//! Clipboard capture monitor
//!
//! A cancellable periodic task polls a [`ClipboardSource`] and forwards new
//! text over a channel. The task never touches the clip store; whoever owns
//! the store drains the channel and calls `capture`.

use std::sync::{Arc, Mutex};
use std::time::Duration;
use tokio::sync::{mpsc, watch};
use tokio::task::JoinHandle;
use tokio::time::{interval, MissedTickBehavior};
use tracing::{debug, info, warn};

use crate::clip::{is_blank, UNKNOWN_SOURCE};
use crate::clipboard::{AppNameProvider, ClipboardError, ClipboardSource};

/// Default clipboard poll interval
pub const DEFAULT_POLL_INTERVAL: Duration = Duration::from_millis(500);

const CHANNEL_CAPACITY: usize = 32;

/// Text picked up from the clipboard
#[derive(Debug, Clone, PartialEq, Eq)]
pub struct CapturedText {
    pub text: String,
    pub source_app: String,
}

/// Whether the monitor is polling
#[derive(Debug, Clone, Copy, PartialEq, Eq)]
pub enum MonitorState {
    Active,
    Paused,
}

/// Receiving end of a monitor
pub struct CaptureWatcher {
    /// Channel receiver for captured text
    pub receiver: mpsc::Receiver<CapturedText>,
}

#[derive(Debug, Default)]
struct PollState {
    baseline: Option<u64>,
    last_captured: Option<String>,
    suppress_next: bool,
}

#[derive(Clone)]
struct Poller {
    source: Arc<dyn ClipboardSource>,
    apps: Arc<dyn AppNameProvider>,
    state: Arc<Mutex<PollState>>,
    sender: mpsc::Sender<CapturedText>,
}

impl Poller {
    fn lock(&self) -> std::sync::MutexGuard<'_, PollState> {
        self.state.lock().unwrap_or_else(|p| p.into_inner())
    }

    /// Adopt the current clipboard as seen
    ///
    /// Any self-caused change is absorbed by the new baseline, so a pending
    /// suppression is dropped too.
    async fn rebaseline(&self) {
        match self.source.snapshot().await {
            Ok(snapshot) => {
                let mut state = self.lock();
                state.baseline = Some(snapshot.change_count);
                state.suppress_next = false;
            }
            Err(e) => warn!("Failed to read clipboard from {}: {}", self.source.name(), e),
        }
    }

    /// One poll; returns false once the receiver is gone
    async fn tick(&self) -> bool {
        let snapshot = match self.source.snapshot().await {
            Ok(snapshot) => snapshot,
            Err(e) => {
                warn!("Failed to read clipboard from {}: {}", self.source.name(), e);
                return true;
            }
        };

        let text = {
            let mut state = self.lock();
            if state.baseline == Some(snapshot.change_count) {
                return true;
            }
            state.baseline = Some(snapshot.change_count);

            if state.suppress_next {
                state.suppress_next = false;
                debug!("Skipping self-caused clipboard change");
                return true;
            }

            let Some(text) = snapshot.text else {
                return true;
            };
            if is_blank(&text) || state.last_captured.as_deref() == Some(text.as_str()) {
                return true;
            }

            state.last_captured = Some(text.clone());
            text
        };

        let source_app = self
            .apps
            .frontmost_app_name()
            .unwrap_or_else(|| UNKNOWN_SOURCE.to_string());

        debug!("Clipboard changed in {}", source_app);
        self.sender
            .send(CapturedText { text, source_app })
            .await
            .is_ok()
    }

    async fn run(self, period: Duration, mut stop: watch::Receiver<bool>) {
        let mut ticker = interval(period);
        ticker.set_missed_tick_behavior(MissedTickBehavior::Delay);
        // The first tick completes immediately; the baseline was just taken.
        ticker.tick().await;

        loop {
            tokio::select! {
                _ = ticker.tick() => {
                    if !self.tick().await {
                        debug!("Capture receiver dropped, stopping monitor");
                        break;
                    }
                }
                changed = stop.changed() => {
                    if changed.is_err() || *stop.borrow() {
                        break;
                    }
                }
            }
        }
    }
}

/// Polls the clipboard while active
pub struct CaptureMonitor {
    poller: Poller,
    period: Duration,
    state: MonitorState,
    stop: Option<watch::Sender<bool>>,
    task: Option<JoinHandle<()>>,
}

impl CaptureMonitor {
    /// Create a paused monitor and the receiver for its captures
    pub fn new(
        source: Arc<dyn ClipboardSource>,
        apps: Arc<dyn AppNameProvider>,
        period: Duration,
    ) -> (Self, CaptureWatcher) {
        let (sender, receiver) = mpsc::channel(CHANNEL_CAPACITY);
        let monitor = Self {
            poller: Poller {
                source,
                apps,
                state: Arc::new(Mutex::new(PollState::default())),
                sender,
            },
            period,
            state: MonitorState::Paused,
            stop: None,
            task: None,
        };
        (monitor, CaptureWatcher { receiver })
    }

    pub fn state(&self) -> MonitorState {
        self.state
    }

    /// Whether a poll task is currently alive
    pub fn is_running(&self) -> bool {
        self.task.as_ref().is_some_and(|task| !task.is_finished())
    }

    /// Start polling
    ///
    /// The current clipboard becomes the baseline, so only changes made after
    /// this call are captured. Resuming an active monitor does nothing.
    pub async fn resume(&mut self) {
        if self.state == MonitorState::Active {
            return;
        }

        self.poller.rebaseline().await;

        let (stop_tx, stop_rx) = watch::channel(false);
        let poller = self.poller.clone();
        let period = self.period;
        self.task = Some(tokio::spawn(poller.run(period, stop_rx)));
        self.stop = Some(stop_tx);
        self.state = MonitorState::Active;
        info!("Clipboard capture active ({:?} interval)", period);
    }

    /// Stop polling
    pub fn pause(&mut self) {
        if self.state == MonitorState::Paused {
            return;
        }

        if let Some(stop) = self.stop.take() {
            let _ = stop.send(true);
        }
        self.task = None;
        self.state = MonitorState::Paused;
        info!("Clipboard capture paused");
    }

    /// Switch between active and paused
    pub async fn set_active(&mut self, active: bool) {
        if active {
            self.resume().await;
        } else {
            self.pause();
        }
    }

    /// Run one poll immediately, whatever the state
    pub async fn poll_now(&self) {
        self.poller.tick().await;
    }

    /// Treat the next clipboard change as our own and skip it
    pub fn suppress_next(&self) {
        self.poller.lock().suppress_next = true;
    }

    /// Put text on the clipboard without capturing it back
    pub async fn copy_to_clipboard(&self, text: &str) -> Result<(), ClipboardError> {
        {
            let mut state = self.poller.lock();
            state.suppress_next = true;
            state.last_captured = Some(text.to_string());
        }
        self.poller.source.set_text(text).await
    }
}

impl Drop for CaptureMonitor {
    fn drop(&mut self) {
        if let Some(stop) = self.stop.take() {
            let _ = stop.send(true);
        }
    }
}
//! Highlighter colors that name each clip collection

use serde::{Deserialize, Serialize};
use std::fmt;
use std::str::FromStr;

const NAME_PREFIX: &str = "Highlighter ";

/// One of the fixed highlighter collections
#[derive(Debug, Clone, Copy, PartialEq, Eq, Hash, PartialOrd, Ord, Serialize, Deserialize)]
#[serde(rename_all = "lowercase")]
pub enum HighlighterColor {
    Yellow,
    Orange,
    Pink,
    Purple,
    Green,
}

impl HighlighterColor {
    /// All collections in menu order
    pub const ALL: [HighlighterColor; 5] = [
        HighlighterColor::Yellow,
        HighlighterColor::Orange,
        HighlighterColor::Pink,
        HighlighterColor::Purple,
        HighlighterColor::Green,
    ];

    /// Full display name, e.g. "Highlighter Yellow"
    pub fn name(self) -> &'static str {
        match self {
            HighlighterColor::Yellow => "Highlighter Yellow",
            HighlighterColor::Orange => "Highlighter Orange",
            HighlighterColor::Pink => "Highlighter Pink",
            HighlighterColor::Purple => "Highlighter Purple",
            HighlighterColor::Green => "Highlighter Green",
        }
    }

    /// Name without the "Highlighter " prefix
    pub fn short_name(self) -> &'static str {
        &self.name()[NAME_PREFIX.len()..]
    }

    /// Hex swatch used by front ends
    pub fn hex(self) -> &'static str {
        match self {
            HighlighterColor::Yellow => "#FFEB3B",
            HighlighterColor::Orange => "#f68717",
            HighlighterColor::Pink => "#f60474",
            HighlighterColor::Purple => "#8717f6",
            HighlighterColor::Green => "#39FF14",
        }
    }

    /// Directory and file stem used by the ledger
    pub fn storage_key(self) -> String {
        self.name().to_lowercase()
    }
}

impl Default for HighlighterColor {
    fn default() -> Self {
        HighlighterColor::Yellow
    }
}

impl fmt::Display for HighlighterColor {
    fn fmt(&self, f: &mut fmt::Formatter<'_>) -> fmt::Result {
        f.write_str(self.name())
    }
}

impl FromStr for HighlighterColor {
    type Err = String;

    /// Accepts the short name or the full name, ignoring case
    fn from_str(s: &str) -> Result<Self, Self::Err> {
        let wanted = s.trim();
        HighlighterColor::ALL
            .into_iter()
            .find(|color| {
                color.short_name().eq_ignore_ascii_case(wanted)
                    || color.name().eq_ignore_ascii_case(wanted)
            })
            .ok_or_else(|| format!("unknown highlighter color: {}", s))
    }
}
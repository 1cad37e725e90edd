//! Markdown record codec
//!
//! Each clip is written as:
//!
//! ```text
//! \n---\n
//! ### <source app>[ | [<url>](<url>)]
//! <yyyy-mm-dd HH:MM, UTC>
//!
//! <text>\n
//! ```
//!
//! Body lines made only of `---` (after any leading backslashes) are written
//! with one extra leading backslash so they can never match the delimiter.

use chrono::{DateTime, NaiveDateTime, Timelike, Utc};
use once_cell::sync::Lazy;
use regex::Regex;

use crate::clip::Clip;

/// Separator placed in front of every record
pub const RECORD_DELIMITER: &str = "\n---\n";

/// Timestamp pattern, always rendered in UTC
pub const TIMESTAMP_FORMAT: &str = "%Y-%m-%d %H:%M";

const HEADER_PREFIX: &str = "###";

/// Zone suffix some early files carried after the timestamp
const LEGACY_ZONE_SUFFIX: &str = " Bangkok";

static LINK_TARGET: Lazy<Regex> =
    Lazy::new(|| Regex::new(r"\]\(([^)]*)\)").expect("link pattern is valid"));

/// Serialize one clip as a ledger record
pub fn serialize_record(clip: &Clip) -> String {
    let mut record = String::with_capacity(clip.text.len() + 64);
    record.push_str(RECORD_DELIMITER);
    record.push_str(HEADER_PREFIX);
    record.push(' ');
    record.push_str(&header_safe(&clip.source_app));
    if let Some(url) = &clip.source_url {
        let url = header_safe(url);
        record.push_str(&format!(" | [{}]({})", url, url));
    }
    record.push('\n');
    record.push_str(&format_timestamp(&clip.timestamp));
    record.push_str("\n\n");
    record.push_str(&escape_body(&clip.text));
    record.push('\n');
    record
}

/// Parse every well-formed record in file order
///
/// Malformed records are skipped. A missing or unreadable timestamp falls
/// back to `now`.
pub fn parse_records(content: &str, now: DateTime<Utc>) -> Vec<Clip> {
    content
        .split(RECORD_DELIMITER)
        .filter(|fragment| !fragment.trim().is_empty())
        .filter_map(|fragment| parse_record(fragment, now))
        .collect()
}

fn parse_record(fragment: &str, now: DateTime<Utc>) -> Option<Clip> {
    let lines: Vec<&str> = fragment.split('\n').collect();
    if lines.len() < 3 {
        return None;
    }

    let header_index = lines
        .iter()
        .position(|line| line.starts_with(HEADER_PREFIX))?;
    let (source_app, source_url) = parse_header(lines[header_index]);

    let timestamp = lines
        .get(header_index + 1)
        .and_then(|line| parse_timestamp(line))
        .unwrap_or(now);

    let text = lines
        .get(header_index + 2..)
        .map(|body| {
            body.iter()
                .map(|line| unescape_line(line))
                .collect::<Vec<_>>()
                .join("\n")
        })
        .unwrap_or_default();
    let text = text.trim();

    if source_app.is_empty() || text.is_empty() {
        return None;
    }

    let mut clip = Clip::with_timestamp(text, source_app, timestamp);
    clip.source_url = source_url;
    Some(clip)
}

fn parse_header(line: &str) -> (String, Option<String>) {
    let content = line.trim_start_matches(HEADER_PREFIX).trim();

    match content.split_once('|') {
        Some((app, rest)) => {
            let url = rest
                .rsplit('|')
                .next()
                .and_then(|part| LINK_TARGET.captures(part))
                .map(|caps| caps[1].to_string());
            (app.trim().to_string(), url)
        }
        None => (content.to_string(), None),
    }
}

/// Render a timestamp the way the ledger stores it
pub fn format_timestamp(timestamp: &DateTime<Utc>) -> String {
    timestamp.format(TIMESTAMP_FORMAT).to_string()
}

/// Parse a ledger timestamp line
pub fn parse_timestamp(line: &str) -> Option<DateTime<Utc>> {
    let cleaned = line.trim();
    let cleaned = cleaned.strip_suffix(LEGACY_ZONE_SUFFIX).unwrap_or(cleaned);
    NaiveDateTime::parse_from_str(cleaned, TIMESTAMP_FORMAT)
        .ok()
        .map(|naive| naive.and_utc())
}

/// Drop seconds and sub-second precision, matching what a record keeps
pub fn truncate_to_minute(timestamp: DateTime<Utc>) -> DateTime<Utc> {
    timestamp
        .with_second(0)
        .and_then(|t| t.with_nanosecond(0))
        .unwrap_or(timestamp)
}

fn header_safe(value: &str) -> String {
    value
        .chars()
        .map(|c| match c {
            '\n' | '\r' | '|' => ' ',
            other => other,
        })
        .collect::<String>()
        .trim()
        .to_string()
}

fn is_rule_line(line: &str) -> bool {
    line.trim_start_matches('\\') == "---"
}

fn escape_body(text: &str) -> String {
    text.split('\n')
        .map(|line| {
            if is_rule_line(line) {
                format!("\\{}", line)
            } else {
                line.to_string()
            }
        })
        .collect::<Vec<_>>()
        .join("\n")
}

fn unescape_line(line: &str) -> &str {
    if is_rule_line(line) {
        line.strip_prefix('\\').unwrap_or(line)
    } else {
        line
    }
}

#[cfg(test)]
mod tests {
    use super::*;
    use chrono::TimeZone;
    use pretty_assertions::assert_eq;

    fn at(h: u32, m: u32) -> DateTime<Utc> {
        Utc.with_ymd_and_hms(2024, 3, 9, h, m, 41).unwrap()
    }

    #[test]
    fn test_serialize_layout() {
        let clip = Clip::with_timestamp("Hello world", "TextEdit", at(14, 5));
        assert_eq!(
            serialize_record(&clip),
            "\n---\n### TextEdit\n2024-03-09 14:05\n\nHello world\n"
        );
    }

    #[test]
    fn test_serialize_with_url() {
        let clip = Clip::with_timestamp("quote", "Safari", at(9, 0)).with_url("https://a.b/c");
        let record = serialize_record(&clip);
        assert!(record.contains("### Safari | [https://a.b/c](https://a.b/c)\n"));
    }

    #[test]
    fn test_parse_single_record() {
        let content = "\n---\n### TextEdit\n2024-03-09 14:05\n\nHello world\n";
        let clips = parse_records(content, Utc::now());
        assert_eq!(clips.len(), 1);
        assert_eq!(clips[0].text, "Hello world");
        assert_eq!(clips[0].source_app, "TextEdit");
        assert_eq!(clips[0].timestamp, truncate_to_minute(at(14, 5)));
        assert_eq!(clips[0].source_url, None);
    }

    #[test]
    fn test_parse_url_header() {
        let content = "\n---\n### Safari | [https://x.y](https://x.y)\n2024-03-09 14:05\n\nbody\n";
        let clips = parse_records(content, Utc::now());
        assert_eq!(clips[0].source_app, "Safari");
        assert_eq!(clips[0].source_url.as_deref(), Some("https://x.y"));
    }

    #[test]
    fn test_bad_timestamp_falls_back_to_now() {
        let now = at(23, 59);
        let content = "\n---\n### Notes\nyesterday-ish\n\nbody\n";
        let clips = parse_records(content, now);
        assert_eq!(clips[0].timestamp, now);
    }

    #[test]
    fn test_legacy_zone_suffix() {
        let parsed = parse_timestamp("2024-03-09 14:05 Bangkok");
        assert_eq!(parsed, Some(truncate_to_minute(at(14, 5))));
    }

    #[test]
    fn test_drops_malformed_records() {
        let content = concat!(
            "\n---\n### \n2024-03-09 14:05\n\nno app\n",
            "\n---\n### Mail\n2024-03-09 14:05\n\n   \n",
            "\n---\njust some text\nwithout a header\nat all\n",
            "\n---\n### Kept\n2024-03-09 14:05\n\nfine\n",
        );
        let clips = parse_records(content, Utc::now());
        assert_eq!(clips.len(), 1);
        assert_eq!(clips[0].source_app, "Kept");
    }

    #[test]
    fn test_multiline_body_is_trimmed() {
        let content = "\n---\n### Code\n2024-03-09 14:05\n\n  fn main() {}\n\n  // done\n\n";
        let clips = parse_records(content, Utc::now());
        assert_eq!(clips[0].text, "fn main() {}\n\n  // done");
    }

    #[test]
    fn test_delimiter_inside_body_survives() {
        let text = "intro\n---\nmiddle\n\\---\nend";
        let clip = Clip::with_timestamp(text, "Obsidian", at(8, 30));
        let record = serialize_record(&clip);
        assert!(!record[RECORD_DELIMITER.len()..].contains(RECORD_DELIMITER));

        let clips = parse_records(&record, Utc::now());
        assert_eq!(clips.len(), 1);
        assert_eq!(clips[0].text, text);
    }

    #[test]
    fn test_header_sanitized() {
        let clip = Clip::with_timestamp("x", "Weird | App\nName", at(1, 2));
        let clips = parse_records(&serialize_record(&clip), Utc::now());
        assert_eq!(clips[0].source_app, "Weird   App Name");
    }
}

Work to complete: Scan the material above. Copy each line that holds the word "Option".

Exercise result:
    baseline: Option<u64>,
    last_captured: Option<String>,
    stop: Option<watch::Sender<bool>>,
    task: Option<JoinHandle<()>>,
fn parse_record(fragment: &str, now: DateTime<Utc>) -> Option<Clip> {
fn parse_header(line: &str) -> (String, Option<String>) {
pub fn parse_timestamp(line: &str) -> Option<DateTime<Utc>> {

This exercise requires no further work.